§ RECORDS FOR THIS TASK:
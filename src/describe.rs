//! Serializable export of a compiled schema tree.
//!
//! Renderers (JSON Schema generators, documentation tools) consume a
//! [`SchemaTree`] rather than the live nodes: it holds plain data only, with
//! every model and registered node listed once under `definitions` and
//! referenced from everywhere else by id.

use std::collections::BTreeMap;

use serde::Serialize;

use crate::alias::ResolvedAliases;
use crate::registry::SchemaArena;
use crate::schema::{
    Constraints, ExtraPolicy, FieldDefault, FieldDescriptor, ModelSchema, ScalarKind,
    SchemaNode, Tag, UnionMode,
};
use crate::value::Value;

/// The compiled tree: a root description and the definitions it refers to.
///
/// # Example
///
/// ```rust
/// use schemata::{CompiledSchema, Schema};
/// use serde_json::json;
///
/// let schema = CompiledSchema::new(
///     Schema::model("Tag").field("label", Schema::str().max_length(20)),
/// )
/// .unwrap();
///
/// let tree = serde_json::to_value(schema.describe()).unwrap();
/// assert_eq!(tree["root"], json!({"type": "ref", "id": "Tag"}));
/// assert_eq!(tree["definitions"]["Tag"]["type"], "model");
/// assert_eq!(
///     tree["definitions"]["Tag"]["fields"][0]["schema"]["constraints"],
///     json!({"max_length": 20})
/// );
/// ```
#[derive(Debug, Clone, PartialEq, Serialize)]
pub struct SchemaTree {
    pub root: NodeDescription,
    pub definitions: BTreeMap<String, NodeDescription>,
}

impl SchemaTree {
    pub(crate) fn build(arena: &SchemaArena, root: &SchemaNode, root_id: Option<&str>) -> Self {
        let root = match root_id {
            Some(id) => NodeDescription::Ref { id: id.to_string() },
            None => describe(root, false),
        };
        let definitions = arena
            .ids()
            .into_iter()
            .filter_map(|id| arena.get(id).map(|node| (id.to_string(), describe(node, true))))
            .collect();
        Self { root, definitions }
    }
}

/// One node, tagged by `type`.
#[derive(Debug, Clone, PartialEq, Serialize)]
#[serde(tag = "type", rename_all = "snake_case")]
pub enum NodeDescription {
    Scalar {
        kind: String,
        #[serde(skip_serializing_if = "Option::is_none")]
        values: Option<Vec<Value>>,
        #[serde(skip_serializing_if = "ConstraintsDescription::is_empty")]
        constraints: ConstraintsDescription,
    },
    Sequence {
        item: Box<NodeDescription>,
        #[serde(skip_serializing_if = "ConstraintsDescription::is_empty")]
        constraints: ConstraintsDescription,
        fail_fast: bool,
    },
    Mapping {
        key: Box<NodeDescription>,
        value: Box<NodeDescription>,
        #[serde(skip_serializing_if = "ConstraintsDescription::is_empty")]
        constraints: ConstraintsDescription,
    },
    Model {
        name: String,
        fields: Vec<FieldDescription>,
        extra: ExtraPolicy,
        #[serde(skip_serializing_if = "Option::is_none")]
        extras_schema: Option<Box<NodeDescription>>,
        #[serde(skip_serializing_if = "Vec::is_empty")]
        bases: Vec<String>,
    },
    Union {
        mode: UnionMode,
        #[serde(skip_serializing_if = "Option::is_none")]
        discriminator: Option<String>,
        members: Vec<MemberDescription>,
    },
    Wrapped {
        inner: Box<NodeDescription>,
        stages: Vec<String>,
        #[serde(skip_serializing_if = "Option::is_none")]
        serializer: Option<String>,
    },
    Ref {
        id: String,
    },
}

#[derive(Debug, Clone, PartialEq, Serialize)]
pub struct FieldDescription {
    pub name: String,
    pub schema: NodeDescription,
    pub required: bool,
    #[serde(skip_serializing_if = "Option::is_none")]
    pub default: Option<Value>,
    #[serde(skip_serializing_if = "std::ops::Not::not")]
    pub default_factory: bool,
    pub validation_aliases: Vec<String>,
    pub serialization_alias: String,
    #[serde(skip_serializing_if = "std::ops::Not::not")]
    pub exclude: bool,
}

#[derive(Debug, Clone, PartialEq, Serialize)]
pub struct MemberDescription {
    pub label: String,
    #[serde(skip_serializing_if = "Vec::is_empty")]
    pub tags: Vec<Tag>,
    pub schema: NodeDescription,
}

/// Declared constraints; unset ones are omitted.
#[derive(Debug, Clone, Default, PartialEq, Serialize)]
pub struct ConstraintsDescription {
    #[serde(skip_serializing_if = "Option::is_none")]
    pub strict: Option<bool>,
    #[serde(skip_serializing_if = "Option::is_none")]
    pub min_length: Option<usize>,
    #[serde(skip_serializing_if = "Option::is_none")]
    pub max_length: Option<usize>,
    #[serde(skip_serializing_if = "Option::is_none")]
    pub pattern: Option<String>,
    #[serde(skip_serializing_if = "Option::is_none")]
    pub gt: Option<Value>,
    #[serde(skip_serializing_if = "Option::is_none")]
    pub ge: Option<Value>,
    #[serde(skip_serializing_if = "Option::is_none")]
    pub lt: Option<Value>,
    #[serde(skip_serializing_if = "Option::is_none")]
    pub le: Option<Value>,
    #[serde(skip_serializing_if = "Option::is_none")]
    pub multiple_of: Option<Value>,
}

impl ConstraintsDescription {
    pub fn is_empty(&self) -> bool {
        *self == ConstraintsDescription::default()
    }
}

impl From<&Constraints> for ConstraintsDescription {
    fn from(c: &Constraints) -> Self {
        Self {
            strict: c.strict,
            min_length: c.min_length,
            max_length: c.max_length,
            pattern: c.pattern.as_ref().map(|p| p.as_str().to_string()),
            gt: c.gt.clone(),
            ge: c.ge.clone(),
            lt: c.lt.clone(),
            le: c.le.clone(),
            multiple_of: c.multiple_of.clone(),
        }
    }
}

/// Describes `node`. Models below the top level become refs to their
/// definitions.
fn describe(node: &SchemaNode, top: bool) -> NodeDescription {
    match node {
        SchemaNode::Scalar(scalar) => {
            let (kind, values) = match &scalar.kind {
                ScalarKind::Literal(values) => ("literal".to_string(), Some(values.clone())),
                other => (other.label(), None),
            };
            NodeDescription::Scalar {
                kind,
                values,
                constraints: (&scalar.constraints).into(),
            }
        }
        SchemaNode::Sequence(seq) => NodeDescription::Sequence {
            item: Box::new(describe(&seq.item, false)),
            constraints: (&seq.constraints).into(),
            fail_fast: seq.fail_fast,
        },
        SchemaNode::Mapping(map) => NodeDescription::Mapping {
            key: Box::new(describe(&map.key, false)),
            value: Box::new(describe(&map.value, false)),
            constraints: (&map.constraints).into(),
        },
        SchemaNode::Model(model) if !top => NodeDescription::Ref {
            id: model.name.clone(),
        },
        SchemaNode::Model(model) => describe_model(model),
        SchemaNode::Union(union) => NodeDescription::Union {
            mode: union.mode,
            discriminator: union.discriminator.as_ref().map(|d| d.describe()),
            members: union
                .members
                .iter()
                .map(|member| MemberDescription {
                    label: member.label(),
                    tags: member.tags.clone(),
                    schema: describe(&member.schema, false),
                })
                .collect(),
        },
        SchemaNode::Wrapped(wrapped) => NodeDescription::Wrapped {
            inner: Box::new(describe(&wrapped.inner, top)),
            stages: wrapped
                .chain
                .stages()
                .iter()
                .map(|stage| stage.name().to_string())
                .collect(),
            serializer: wrapped.serializer.as_ref().map(|s| s.name().to_string()),
        },
        SchemaNode::Ref(id) => NodeDescription::Ref { id: id.clone() },
    }
}

fn describe_model(model: &ModelSchema) -> NodeDescription {
    NodeDescription::Model {
        name: model.name.clone(),
        fields: model
            .resolved_fields()
            .map(|(field, aliases)| describe_field(field, aliases))
            .collect(),
        extra: model.config.extra,
        extras_schema: model
            .extras_schema
            .as_ref()
            .map(|schema| Box::new(describe(schema, false))),
        bases: model.bases.clone(),
    }
}

fn describe_field(field: &FieldDescriptor, aliases: &ResolvedAliases) -> FieldDescription {
    FieldDescription {
        name: field.name.clone(),
        schema: describe(&field.schema, false),
        required: field.is_required(),
        default: match &field.default {
            FieldDefault::Value(value) => Some(value.clone()),
            _ => None,
        },
        default_factory: matches!(field.default, FieldDefault::Factory(_)),
        validation_aliases: aliases.validation.iter().map(|p| p.to_string()).collect(),
        serialization_alias: aliases.serialization.clone(),
        exclude: field.exclude,
    }
}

§ EXERCISE DIRECTIONS:
Across the records above, how many lines does the word "exclude" appear on? Reply with the number only.

§ ANSWER:
2